Bishop Pierre Claverie O.P.; 1938-1996

By Sister Irene Hartman, OP

Holy Ones of Our Time

   Bishop Pierre Claverie O.P. ranks among the greats of our day in the company of Archbishop Oscar Romero and Dr. Martin Luther King, Jr.

   Claverie’s mission was to work for reconciliation and peace among religions of Algeria, his native country. He is seen as the patron for dialogue of different cultures. He was named Bishop of Oran, Algeria in 1981.

   Pierre Claverie was born in 1938 into a family of French settlers in Algeria, a family that had been in the country for four generations. At 20, he realized that he had been living in a “colonial bubble” because the majority of Arabs had been essentially invisible to him. Claverie came to see that his Christian upbringing had never challenged him to step out of that bubble, and see the Arabs as his “neighbors.” For the rest of his life, Claverie was determined to overcome that abyss of separates.
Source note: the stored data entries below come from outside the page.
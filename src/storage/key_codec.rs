//! Sequence number to row key / object name encoding.
//!
//! Row keys are the decimal sequence number left-padded with zeros to
//! [`KEY_WIDTH`] digits, so lexicographic key order equals numeric order.
//! That only holds below [`KEY_CAPACITY`]: `10^10` would need eleven digits
//! and sort between `"1000000000"` and `"1000000001"`. Writes therefore
//! refuse sequence numbers at or beyond the capacity instead of truncating.
//!
//! Object names follow `{persistence_id}.{padded_sequence}.{extension}`.

use std::ops::Bound;

use super::{Result, StorageError};

/// Number of decimal digits in an encoded sequence key.
pub const KEY_WIDTH: usize = 10;

/// First sequence number that cannot be encoded (`10^KEY_WIDTH`).
pub const KEY_CAPACITY: u64 = 10_000_000_000;

/// Encode a sequence number as a fixed-width sortable key.
pub fn encode_sequence(sequence_nr: u64) -> Result<String> {
    if sequence_nr >= KEY_CAPACITY {
        return Err(StorageError::KeyOutOfRange(sequence_nr));
    }
    Ok(format!("{:0width$}", sequence_nr, width = KEY_WIDTH))
}

/// Decode a key produced by [`encode_sequence`].
///
/// Accepts exactly [`KEY_WIDTH`] ASCII digits; anything else is malformed.
pub fn decode_sequence(key: &str) -> Result<u64> {
    if key.len() != KEY_WIDTH || !key.bytes().all(|b| b.is_ascii_digit()) {
        return Err(StorageError::MalformedKey(key.to_string()));
    }
    key.parse::<u64>()
        .map_err(|_| StorageError::MalformedKey(key.to_string()))
}

/// Inclusive lower range bound for a scan starting at `sequence_nr`.
///
/// Returns `None` when no encodable key can satisfy the bound, i.e. the scan
/// is empty.
pub fn lower_bound(sequence_nr: u64) -> Option<Bound<String>> {
    encode_sequence(sequence_nr).ok().map(Bound::Included)
}

/// Inclusive upper range bound for a scan ending at `sequence_nr`.
///
/// Bounds at or beyond the capacity (`u64::MAX` is the usual "latest"
/// marker) cover every encodable key and become unbounded.
pub fn upper_bound(sequence_nr: u64) -> Bound<String> {
    match encode_sequence(sequence_nr) {
        Ok(key) => Bound::Included(key),
        Err(_) => Bound::Unbounded,
    }
}

/// Object name for a snapshot of `persistence_id` at `sequence_nr`.
pub fn object_name(persistence_id: &str, sequence_nr: u64, extension: &str) -> Result<String> {
    Ok(format!(
        "{}.{}.{}",
        persistence_id,
        encode_sequence(sequence_nr)?,
        extension
    ))
}

/// Listing prefix covering every object name of `persistence_id`.
pub fn object_prefix(persistence_id: &str) -> String {
    format!("{}.", persistence_id)
}

/// Parse the sequence number out of an object name belonging to
/// `persistence_id`.
///
/// This is a strict format check: the name must be exactly
/// `{persistence_id}.` followed by [`KEY_WIDTH`] digits, a dot and
/// `extension`. Names of other streams that merely share the textual prefix
/// (`abc` vs `abcd`) and unrelated objects return `None`.
pub fn parse_object_name(name: &str, persistence_id: &str, extension: &str) -> Option<u64> {
    let rest = name.strip_prefix(persistence_id)?.strip_prefix('.')?;
    let (key, ext) = rest.split_once('.')?;
    if ext != extension {
        return None;
    }
    decode_sequence(key).ok()
}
   As a young Dominican, he studied in the famed Le Saulchoir House of Studies near Paris from 1959-1967. There he came to know the Dominican theological giants Marie-Dominique Chenu and Yves Congar. In preparation for his “Algerian vocation” as he called it, he mastered Arabic and came to understand Islamic spirituality and history. In 1967, he was missioned to Algeria, finding that most of the former French Catholic settlers had moved back to France, thus greatly reducing the Catholic population. He knew he had to articulate a new logic for the church’s presence in an Islamic society. His goal was to establish an “apostolate of friendship” always, everywhere, and with everyone. Claverie was sure that basic human solidarity would ultimately prove more powerful than theological divisions and historical resentments.
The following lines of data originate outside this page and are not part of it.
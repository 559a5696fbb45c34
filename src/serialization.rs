//! Payload serialization through an explicit type registry.
//!
//! Every stored payload carries a type tag. The [`TypeRegistry`] maps each
//! tag to the encode/decode pair of one concrete Rust type, so decoding never
//! resolves types by name at runtime: an unknown tag is a decode fault.
//!
//! Payload bytes are JSON (serde_json). Snapshots are wrapped in a
//! [`SnapshotEnvelope`] that records the metadata next to the payload.

use std::any::{Any, TypeId};
use std::collections::HashMap;
use std::fmt;
use std::sync::Arc;

use base64::engine::general_purpose::STANDARD as BASE64;
use base64::Engine;
use chrono::{DateTime, Utc};
use serde::de::DeserializeOwned;
use serde::{Deserialize, Serialize};

/// Errors raised while encoding or decoding payloads.
#[derive(Debug, thiserror::Error)]
pub enum SerializationError {
    #[error("Unknown type tag: {0}")]
    UnknownTypeTag(String),

    #[error("Type tag {tag} is registered for a different type")]
    TypeMismatch { tag: String },

    #[error("Type tag {0} registered twice")]
    DuplicateTypeTag(String),

    #[error("JSON error: {0}")]
    Json(#[from] serde_json::Error),

    #[error("Invalid base64 payload: {0}")]
    Base64(#[from] base64::DecodeError),

    #[error("Invalid timestamp: {0} microseconds")]
    InvalidTimestamp(i64),
}

type ErasedValue = Arc<dyn Any + Send + Sync>;
type EncodeFn = fn(&(dyn Any + Send + Sync)) -> Option<serde_json::Result<Vec<u8>>>;
type DecodeFn = fn(&[u8]) -> serde_json::Result<ErasedValue>;

/// A domain object together with its registered type tag.
#[derive(Clone)]
pub struct Payload {
    type_tag: String,
    value: ErasedValue,
}

impl Payload {
    pub fn new<T: Any + Send + Sync>(type_tag: impl Into<String>, value: T) -> Self {
        Self {
            type_tag: type_tag.into(),
            value: Arc::new(value),
        }
    }

    pub fn type_tag(&self) -> &str {
        &self.type_tag
    }

    /// Borrow the value as `T`, or `None` if it holds another type.
    pub fn downcast_ref<T: Any>(&self) -> Option<&T> {
        self.value.downcast_ref::<T>()
    }
}

impl fmt::Debug for Payload {
    fn fmt(&self, f: &mut fmt::Formatter<'_>) -> fmt::Result {
        f.debug_struct("Payload")
            .field("type_tag", &self.type_tag)
            .finish_non_exhaustive()
    }
}

struct Registration {
    type_id: TypeId,
    encode: EncodeFn,
    decode: DecodeFn,
}

fn encode_as<T: Serialize + Any>(value: &(dyn Any + Send + Sync)) -> Option<serde_json::Result<Vec<u8>>> {
    value.downcast_ref::<T>().map(serde_json::to_vec)
}

fn decode_as<T: DeserializeOwned + Any + Send + Sync>(bytes: &[u8]) -> serde_json::Result<ErasedValue> {
    let value: T = serde_json::from_slice(bytes)?;
    Ok(Arc::new(value))
}

/// Maps type tags to concrete payload types.
#[derive(Default)]
pub struct TypeRegistry {
    entries: HashMap<String, Registration>,
}

impl TypeRegistry {
    pub fn new() -> Self {
        Self::default()
    }

    /// Register `T` under `tag`. A tag can only be registered once.
    pub fn register<T>(&mut self, tag: impl Into<String>) -> Result<&mut Self, SerializationError>
    where
        T: Serialize + DeserializeOwned + Any + Send + Sync,
    {
        let tag = tag.into();
        if self.entries.contains_key(&tag) {
            return Err(SerializationError::DuplicateTypeTag(tag));
        }
        self.entries.insert(
            tag,
            Registration {
                type_id: TypeId::of::<T>(),
                encode: encode_as::<T>,
                decode: decode_as::<T>,
            },
        );
        Ok(self)
    }

    pub fn contains(&self, tag: &str) -> bool {
        self.entries.contains_key(tag)
    }

    fn registration(&self, tag: &str) -> Result<&Registration, SerializationError> {
        self.entries
            .get(tag)
            .ok_or_else(|| SerializationError::UnknownTypeTag(tag.to_string()))
    }

    /// Serialize a payload's value with the codec of its tag.
    pub fn encode(&self, payload: &Payload) -> Result<Vec<u8>, SerializationError> {
        let registration = self.registration(payload.type_tag())?;
        if (*payload.value).type_id() != registration.type_id {
            return Err(SerializationError::TypeMismatch {
                tag: payload.type_tag.clone(),
            });
        }
        match (registration.encode)(payload.value.as_ref()) {
            Some(result) => Ok(result?),
            None => Err(SerializationError::TypeMismatch {
                tag: payload.type_tag.clone(),
            }),
        }
    }

    /// Rebuild a payload from its tag and stored bytes.
    pub fn decode(&self, type_tag: &str, bytes: &[u8]) -> Result<Payload, SerializationError> {
        let registration = self.registration(type_tag)?;
        let value = (registration.decode)(bytes)?;
        Ok(Payload {
            type_tag: type_tag.to_string(),
            value,
        })
    }
}

impl fmt::Debug for TypeRegistry {
    fn fmt(&self, f: &mut fmt::Formatter<'_>) -> fmt::Result {
        let mut tags: Vec<_> = self.entries.keys().collect();
        tags.sort();
        f.debug_struct("TypeRegistry").field("tags", &tags).finish()
    }
}

/// Serialized form of a snapshot: metadata plus the encoded payload.
#[derive(Debug, Clone, PartialEq, Eq, Serialize, Deserialize)]
pub struct SnapshotEnvelope {
    pub persistence_id: String,
    pub sequence_nr: u64,
    /// Save time in microseconds since the Unix epoch.
    pub timestamp: i64,
    pub type_tag: String,
    /// Payload bytes, base64 encoded.
    pub payload: String,
}

impl SnapshotEnvelope {
    pub fn new(
        persistence_id: &str,
        sequence_nr: u64,
        timestamp: DateTime<Utc>,
        type_tag: &str,
        payload: &[u8],
    ) -> Self {
        Self {
            persistence_id: persistence_id.to_string(),
            sequence_nr,
            timestamp: timestamp.timestamp_micros(),
            type_tag: type_tag.to_string(),
            payload: BASE64.encode(payload),
        }
    }

    pub fn to_bytes(&self) -> Result<Vec<u8>, SerializationError> {
        Ok(serde_json::to_vec(self)?)
    }

    pub fn from_bytes(bytes: &[u8]) -> Result<Self, SerializationError> {
        Ok(serde_json::from_slice(bytes)?)
    }

    pub fn payload_bytes(&self) -> Result<Vec<u8>, SerializationError> {
        Ok(BASE64.decode(&self.payload)?)
    }

    pub fn timestamp(&self) -> Result<DateTime<Utc>, SerializationError> {
        timestamp_from_micros(self.timestamp)
    }
}

/// Convert stored microseconds back to a UTC timestamp.
pub fn timestamp_from_micros(micros: i64) -> Result<DateTime<Utc>, SerializationError> {
    DateTime::from_timestamp_micros(micros).ok_or(SerializationError::InvalidTimestamp(micros))
}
   Claverie is quoted as saying, “I know enough Muslim friends who are also my brothers to think that Islam knows how to be tolerant, fraternal. Dialogue is a work to which we must return without pause. It alone lets us disarm the fanaticism, both our own and that of the other.” He shunned large scale Christian/Muslim meetings, feeling that the slogans generated glossed superficially over the deep theological and spiritual differences. He was not afraid to denounce the cowardice of those who kill in the shadows.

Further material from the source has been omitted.